### Records for processing

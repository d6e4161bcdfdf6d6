use axum::{
    routing::{get, post},
    Router,
};
use std::sync::Arc;

use crate::handlers::api::{
    accept_reschedule, cancel_booking, complete_booking, create_booking, create_reschedule,
    get_booking, get_reschedule, health_check, list_slots, list_upcoming_sessions,
    list_user_bookings, reject_reschedule, AppState,
};

pub fn create_router(app_state: Arc<AppState>) -> Router {
    let health_route = Router::new().route("/health", get(health_check));

    let booking_routes = Router::new()
        .route("/trainers/:trainer_id/slots", get(list_slots))
        .route("/bookings", post(create_booking))
        .route("/bookings/:booking_id", get(get_booking))
        .route("/bookings/:booking_id/cancel", post(cancel_booking))
        .route("/bookings/:booking_id/complete", post(complete_booking))
        .route("/users/:user_id/bookings", get(list_user_bookings))
        .route("/users/:user_id/bookings/upcoming", get(list_upcoming_sessions));

    let reschedule_routes = Router::new()
        .route("/reschedules", post(create_reschedule))
        .route("/reschedules/:id", get(get_reschedule))
        .route("/reschedules/:id/accept", post(accept_reschedule))
        .route("/reschedules/:id/reject", post(reject_reschedule));

    Router::new()
        .merge(health_route)
        .merge(booking_routes)
        .merge(reschedule_routes)
        .with_state(app_state)
}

######

## Instructions to follow
Filter the records above for lines containing the word "users", and copy those lines.

## Answer area
        .route("/users/:user_id/bookings", get(list_user_bookings))
        .route("/users/:user_id/bookings/upcoming", get(list_upcoming_sessions));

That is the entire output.